Entries taken from a collection:
_ _ _ _ _ _ _

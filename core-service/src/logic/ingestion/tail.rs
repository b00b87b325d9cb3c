//! Incremental Sample Log Reader
//!
//! Giữ offset đã đọc; mỗi lần chỉ đọc phần byte mới được append.

use std::fs::File;
use std::io::{self, Read, Seek, SeekFrom};
use std::path::{Path, PathBuf};

use chrono::{DateTime, Utc};

use super::sample::{parse_line, ProcessMetricsSample};

pub struct SampleTail {
    path: PathBuf,
    offset: u64,
    /// Trailing bytes of an incomplete line, decoded once the newline arrives
    carry: Vec<u8>,
    /// Timestamps within a run never go backwards
    last_timestamp: Option<DateTime<Utc>>,
}

impl SampleTail {
    pub fn new(path: PathBuf) -> Self {
        Self {
            path,
            offset: 0,
            carry: Vec::new(),
            last_timestamp: None,
        }
    }

    pub fn path(&self) -> &Path {
        &self.path
    }

    pub fn offset(&self) -> u64 {
        self.offset
    }

    /// Read newly appended bytes and parse complete lines.
    /// Malformed lines are dropped silently, out-of-order samples with a debug log.
    pub fn read_new(&mut self) -> io::Result<Vec<ProcessMetricsSample>> {
        let mut file = File::open(&self.path)?;
        let len = file.metadata()?.len();

        if len < self.offset {
            log::debug!("Sample log truncated ({} < {}), rereading", len, self.offset);
            self.offset = 0;
            self.carry.clear();
        }
        if len == self.offset {
            return Ok(Vec::new());
        }

        file.seek(SeekFrom::Start(self.offset))?;
        let mut bytes = Vec::with_capacity((len - self.offset) as usize);
        file.read_to_end(&mut bytes)?;
        self.offset += bytes.len() as u64;
        self.carry.extend_from_slice(&bytes);

        let Some(idx) = self.carry.iter().rposition(|&b| b == b'\n') else {
            return Ok(Vec::new());
        };
        let rest = self.carry.split_off(idx + 1);
        let complete = std::mem::replace(&mut self.carry, rest);

        let text = String::from_utf8_lossy(&complete);
        let mut samples = Vec::new();
        for sample in text.lines().filter_map(parse_line) {
            if let Some(last) = self.last_timestamp {
                if sample.timestamp < last {
                    log::debug!("Dropping out-of-order sample {} (last {})", sample.timestamp, last);
                    continue;
                }
            }
            self.last_timestamp = Some(sample.timestamp);
            samples.push(sample);
        }
        Ok(samples)
    }
}
//! Local Heuristic Classifier
//!
//! CHỈ chứa logic classify - deterministic, không network.
//! Input: FeatureSnapshot + HeuristicThresholds
//! Output: AnomalyAnalysis
//!
//! Rules are checked in order; the first match wins.

use super::rules::{confidence_for, recommendations_for, HeuristicThresholds, IO_RATE_SCORE_CEILING, MB};
use super::types::{AnomalyAnalysis, AnomalyType};
use crate::logic::features::FeatureSnapshot;

/// Classify with default thresholds
pub fn classify(features: &FeatureSnapshot) -> AnomalyAnalysis {
    classify_with_thresholds(features, &HeuristicThresholds::default())
}

pub fn classify_with_thresholds(
    features: &FeatureSnapshot,
    thresholds: &HeuristicThresholds,
) -> AnomalyAnalysis {
    match first_match(features, thresholds) {
        Some((kind, score, explanation)) => AnomalyAnalysis {
            is_anomalous: true,
            anomaly_score: clamp_unit(score),
            anomaly_type: kind,
            explanation,
            confidence: confidence_for(kind),
            recommendations: recommendations_for(kind),
        },
        None => AnomalyAnalysis {
            confidence: confidence_for(AnomalyType::Normal),
            ..AnomalyAnalysis::normal(format!(
                "No threshold exceeded over {} samples (cpu avg {:.1}%, memory max {:.1} MB)",
                features.sample_count, features.cpu_avg, features.memory_max_mb
            ))
        },
    }
}

fn first_match(
    f: &FeatureSnapshot,
    t: &HeuristicThresholds,
) -> Option<(AnomalyType, f64, String)> {
    if f.cpu_avg > t.cpu_avg {
        return Some((
            AnomalyType::CpuSpike,
            f.cpu_avg / 100.0,
            format!(
                "Average CPU usage {:.1}% exceeds {:.1}% (peak {:.1}%)",
                f.cpu_avg, t.cpu_avg, f.cpu_max
            ),
        ));
    }

    if f.memory_slope_mb > t.memory_slope_mb && f.memory_max_mb > t.memory_max_mb {
        return Some((
            AnomalyType::MemoryLeak,
            f.memory_slope_mb / 100.0,
            format!(
                "Memory grows {:.1} MB per sample and peaked at {:.1} MB",
                f.memory_slope_mb, f.memory_max_mb
            ),
        ));
    }

    if f.threads_max > t.threads_max || f.threads_trend > t.threads_trend {
        return Some((
            AnomalyType::ForkBomb,
            f.threads_max as f64 / 100.0,
            format!(
                "Thread count reached {} (trend {:.2} per sample)",
                f.threads_max, f.threads_trend
            ),
        ));
    }

    if f.open_files_max > t.open_files_max {
        return Some((
            AnomalyType::ResourceExhaustion,
            f.open_files_max as f64 / 256.0,
            format!(
                "{} open files exceeds the limit of {}",
                f.open_files_max, t.open_files_max
            ),
        ));
    }

    if f.io_bytes_per_sec > t.io_bytes_per_sec {
        return Some((
            AnomalyType::IoStorm,
            f.io_bytes_per_sec / IO_RATE_SCORE_CEILING,
            format!(
                "I/O rate {:.2} MB/s exceeds {:.2} MB/s",
                f.io_bytes_per_sec / MB,
                t.io_bytes_per_sec / MB
            ),
        ));
    }

    None
}

fn clamp_unit(value: f64) -> f64 {
    if value.is_nan() {
        0.0
    } else {
        value.clamp(0.0, 1.0)
    }
}
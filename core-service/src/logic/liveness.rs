//! Liveness counters for background side-channels

use std::sync::atomic::{AtomicUsize, Ordering};
use std::sync::Arc;

/// Counts one live background instance for as long as it is held.
#[derive(Debug)]
pub struct LiveGuard(Arc<AtomicUsize>);

impl LiveGuard {
    pub fn new(counter: &Arc<AtomicUsize>) -> Self {
        counter.fetch_add(1, Ordering::SeqCst);
        Self(counter.clone())
    }
}

impl Drop for LiveGuard {
    fn drop(&mut self) {
        self.0.fetch_sub(1, Ordering::SeqCst);
    }
}
//! Credential Pool - round-robin rotation with rate-limit cooldowns
//!
//! Raw keys never leave this module except inside a `Lease`; logs and the
//! store only see `hash_credential` output.

use std::time::{Duration, Instant};

use chrono::{DateTime, Utc};
use parking_lot::Mutex;
use serde::{Deserialize, Serialize};
use sha2::{Digest, Sha256};

/// Upper bound on a server-supplied Retry-After
pub const MAX_COOLDOWN: Duration = Duration::from_secs(60 * 60);

/// Stable, non-reversible identifier for a credential
pub fn hash_credential(key: &str) -> String {
    let digest = Sha256::digest(key.as_bytes());
    hex::encode(digest)[..12].to_string()
}

// ============================================================================
// USAGE
// ============================================================================

#[derive(Debug, Clone, PartialEq, Serialize, Deserialize)]
pub struct CredentialUsage {
    pub credential_id: String,
    pub provider: String,
    pub requests: u64,
    pub successes: u64,
    pub failures: u64,
    pub rate_limited: u64,
    pub last_used: Option<DateTime<Utc>>,
    pub cooldown_until: Option<DateTime<Utc>>,
}

impl CredentialUsage {
    fn new(credential_id: String, provider: &str) -> Self {
        Self {
            credential_id,
            provider: provider.to_string(),
            requests: 0,
            successes: 0,
            failures: 0,
            rate_limited: 0,
            last_used: None,
            cooldown_until: None,
        }
    }
}

// ============================================================================
// POOL
// ============================================================================

/// One selected credential
#[derive(Debug, Clone)]
pub struct Lease {
    pub index: usize,
    pub id: String,
    pub key: String,
}

struct Entry {
    key: String,
    cooldown_until: Option<Instant>,
    usage: CredentialUsage,
}

struct PoolState {
    entries: Vec<Entry>,
    cursor: usize,
}

pub struct CredentialPool {
    provider: String,
    default_cooldown: Duration,
    state: Mutex<PoolState>,
}

impl CredentialPool {
    pub fn new(provider: &str, keys: Vec<String>, default_cooldown: Duration) -> Self {
        let mut entries: Vec<Entry> = Vec::new();
        for key in keys {
            let key = key.trim().to_string();
            if key.is_empty() || entries.iter().any(|e| e.key == key) {
                continue;
            }
            entries.push(Entry {
                usage: CredentialUsage::new(hash_credential(&key), provider),
                key,
                cooldown_until: None,
            });
        }

        Self {
            provider: provider.to_string(),
            default_cooldown,
            state: Mutex::new(PoolState { entries, cursor: 0 }),
        }
    }

    pub fn provider(&self) -> &str {
        &self.provider
    }

    pub fn len(&self) -> usize {
        self.state.lock().entries.len()
    }

    pub fn is_empty(&self) -> bool {
        self.len() == 0
    }

    /// Next usable credential, round-robin from the cursor
    pub fn next(&self) -> Option<Lease> {
        self.next_at(Instant::now())
    }

    pub fn next_at(&self, now: Instant) -> Option<Lease> {
        let mut state = self.state.lock();
        let n = state.entries.len();

        for step in 0..n {
            let index = (state.cursor + step) % n;
            let entry = &mut state.entries[index];

            if let Some(until) = entry.cooldown_until {
                if until > now {
                    continue;
                }
                log::info!("Credential {} cooldown expired", entry.usage.credential_id);
                entry.cooldown_until = None;
                entry.usage.cooldown_until = None;
            }

            entry.usage.requests += 1;
            entry.usage.last_used = Some(Utc::now());
            let lease = Lease {
                index,
                id: entry.usage.credential_id.clone(),
                key: entry.key.clone(),
            };
            state.cursor = (index + 1) % n;
            return Some(lease);
        }

        None
    }

    pub fn mark_rate_limited(&self, lease: &Lease, retry_after: Option<Duration>) {
        self.mark_rate_limited_at(lease, retry_after, Instant::now());
    }

    pub fn mark_rate_limited_at(&self, lease: &Lease, retry_after: Option<Duration>, now: Instant) {
        let mut cooldown = retry_after
            .map(|d| d.min(MAX_COOLDOWN))
            .unwrap_or(self.default_cooldown);
        let until = match now.checked_add(cooldown) {
            Some(until) => until,
            None => {
                cooldown = self.default_cooldown.min(MAX_COOLDOWN);
                now.checked_add(cooldown).unwrap_or(now)
            }
        };
        let mut state = self.state.lock();
        if let Some(entry) = state.entries.get_mut(lease.index) {
            entry.cooldown_until = Some(until);
            entry.usage.rate_limited += 1;
            entry.usage.failures += 1;
            entry.usage.cooldown_until = chrono::Duration::from_std(cooldown)
                .ok()
                .map(|d| Utc::now() + d);
            log::warn!(
                "Credential {} rate limited, cooling down for {:?}",
                entry.usage.credential_id,
                cooldown
            );
        }
    }

    pub fn record_success(&self, lease: &Lease) {
        if let Some(entry) = self.state.lock().entries.get_mut(lease.index) {
            entry.usage.successes += 1;
        }
    }

    pub fn record_failure(&self, lease: &Lease) {
        if let Some(entry) = self.state.lock().entries.get_mut(lease.index) {
            entry.usage.failures += 1;
        }
    }

    pub fn usage_snapshot(&self) -> Vec<CredentialUsage> {
        self.state.lock().entries.iter().map(|e| e.usage.clone()).collect()
    }
}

_ _ _ _ _ _ _

### YOUR INSTRUCTIONS
Where a line in the entries holds the word "FeatureSnapshot", copy that line.

### ANSWER BELOW
//! Input: FeatureSnapshot + HeuristicThresholds
use crate::logic::features::FeatureSnapshot;
pub fn classify(features: &FeatureSnapshot) -> AnomalyAnalysis {
    features: &FeatureSnapshot,
    f: &FeatureSnapshot,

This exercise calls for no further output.